## Records supplied
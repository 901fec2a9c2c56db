//! # Database Pool Management
//!
//! Opening the SQLite file that holds the collections.
//!
//! ## Architecture
//! ```text
//! ┌─────────────────────────────────────────────────────────────────────────┐
//! │                      One khata Invocation                               │
//! │                                                                         │
//! │  DbConfig::new(path)                                                   │
//! │       │                                                                 │
//! │       ▼                                                                 │
//! │  Database::new(config).await   open/create file, WAL, migrations       │
//! │       │                                                                 │
//! │       ▼                                                                 │
//! │  db.books().load_all()  →  one command  →  db.books().save_all()       │
//! │       │                                                                 │
//! │       ▼                                                                 │
//! │  db.close().await                                                      │
//! └─────────────────────────────────────────────────────────────────────────┘
//! ```
//!
//! ## Concurrent Invocations
//! Two `khata` processes may open the same file. WAL lets a report read
//! while another process saves; writers wait up to `busy_timeout` for the
//! lock, and the last save wins.

use sqlx::sqlite::{SqliteConnectOptions, SqliteJournalMode, SqlitePoolOptions, SqliteSynchronous};
use sqlx::SqlitePool;
use std::path::{Path, PathBuf};
use std::str::FromStr;
use std::time::Duration;
use tracing::{debug, info};

use crate::error::{DbError, DbResult};
use crate::migrations;
use crate::repository::collection::CollectionRepository;
use crate::store::BookStore;

const MEMORY_PATH: &str = ":memory:";

// =============================================================================
// Configuration
// =============================================================================

/// Database configuration.
///
/// ## Example
/// ```rust,ignore
/// let config = DbConfig::new("/path/to/khata.db")
///     .busy_timeout(Duration::from_secs(10));
/// ```
#[derive(Debug, Clone)]
pub struct DbConfig {
    /// Path to the SQLite database file, created when missing.
    pub database_path: PathBuf,

    /// Maximum number of pooled connections.
    /// Default: 2 (a command's writes plus a spare read)
    pub max_connections: u32,

    /// How long a write waits for another process's lock.
    /// Default: 5 seconds
    pub busy_timeout: Duration,

    /// Whether to run migrations on connect.
    /// Default: true
    pub run_migrations: bool,
}

impl DbConfig {
    pub fn new(path: impl Into<PathBuf>) -> Self {
        DbConfig {
            database_path: path.into(),
            max_connections: 2,
            busy_timeout: Duration::from_secs(5),
            run_migrations: true,
        }
    }

    /// An isolated database that disappears on close. Used by tests.
    pub fn in_memory() -> Self {
        DbConfig {
            // Every pooled connection would get its own empty database.
            max_connections: 1,
            ..DbConfig::new(MEMORY_PATH)
        }
    }

    pub fn is_in_memory(&self) -> bool {
        self.database_path == Path::new(MEMORY_PATH)
    }

    pub fn busy_timeout(mut self, timeout: Duration) -> Self {
        self.busy_timeout = timeout;
        self
    }

    pub fn run_migrations(mut self, run: bool) -> Self {
        self.run_migrations = run;
        self
    }

    fn connect_options(&self) -> DbResult<SqliteConnectOptions> {
        if self.is_in_memory() {
            return SqliteConnectOptions::from_str("sqlite::memory:")
                .map_err(|e| DbError::ConnectionFailed(e.to_string()));
        }

        Ok(SqliteConnectOptions::new()
            .filename(&self.database_path)
            .create_if_missing(true)
            .journal_mode(SqliteJournalMode::Wal)
            // NORMAL is safe under WAL; a crash may lose the last save only
            .synchronous(SqliteSynchronous::Normal)
            .busy_timeout(self.busy_timeout))
    }
}

// =============================================================================
// Database
// =============================================================================

/// Open database handle.
///
/// ## Usage in Commands
/// ```rust,ignore
/// pub async fn list_creditors(db: &DbState) -> Result<Vec<CreditorDto>, ApiError> {
///     let books = db.inner().books().load_all().await;
///     Ok(books.creditors.iter().map(CreditorDto::from).collect())
/// }
/// ```
#[derive(Debug, Clone)]
pub struct Database {
    pool: SqlitePool,
    path: PathBuf,
}

impl Database {
    /// Opens (creating if needed) the database and applies migrations.
    ///
    /// ## Errors
    /// - `ConnectionFailed` if the file cannot be opened or created
    /// - `MigrationFailed` if the schema cannot be brought up to date
    pub async fn new(config: DbConfig) -> DbResult<Self> {
        info!(path = %config.database_path.display(), "Opening database");

        let pool = SqlitePoolOptions::new()
            .max_connections(config.max_connections)
            .connect_with(config.connect_options()?)
            .await
            .map_err(|e| DbError::ConnectionFailed(e.to_string()))?;

        debug!(max_connections = config.max_connections, "Database pool created");

        let db = Database {
            pool,
            path: config.database_path,
        };

        if config.run_migrations {
            migrations::run_migrations(&db.pool).await?;
        }

        Ok(db)
    }

    /// The database file, or `:memory:`.
    pub fn path(&self) -> &Path {
        &self.path
    }

    /// Returns a reference to the connection pool.
    pub fn pool(&self) -> &SqlitePool {
        &self.pool
    }

    /// Returns the raw collection repository.
    pub fn collections(&self) -> CollectionRepository {
        CollectionRepository::new(self.pool.clone())
    }

    /// Returns the typed book store.
    ///
    /// ## Example
    /// ```rust,ignore
    /// let mut books = db.books().load_all().await;
    /// create_sale(&mut books, &form, Utc::now())?;
    /// db.books().save_all(&books).await?;
    /// ```
    pub fn books(&self) -> BookStore {
        BookStore::new(self.collections())
    }

    /// Closes the pool so WAL contents are checkpointed.
    pub async fn close(&self) {
        debug!("Closing database connection pool");
        self.pool.close().await;
    }

    /// True when a trivial query succeeds.
    pub async fn health_check(&self) -> bool {
        sqlx::query("SELECT 1").execute(&self.pool).await.is_ok()
    }
}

## Task to carry out
Identify each line in the records above containing the word "that"; copy those lines.

## Task output
//! Opening the SQLite file that holds the collections.
    /// An isolated database that disappears on close. Used by tests.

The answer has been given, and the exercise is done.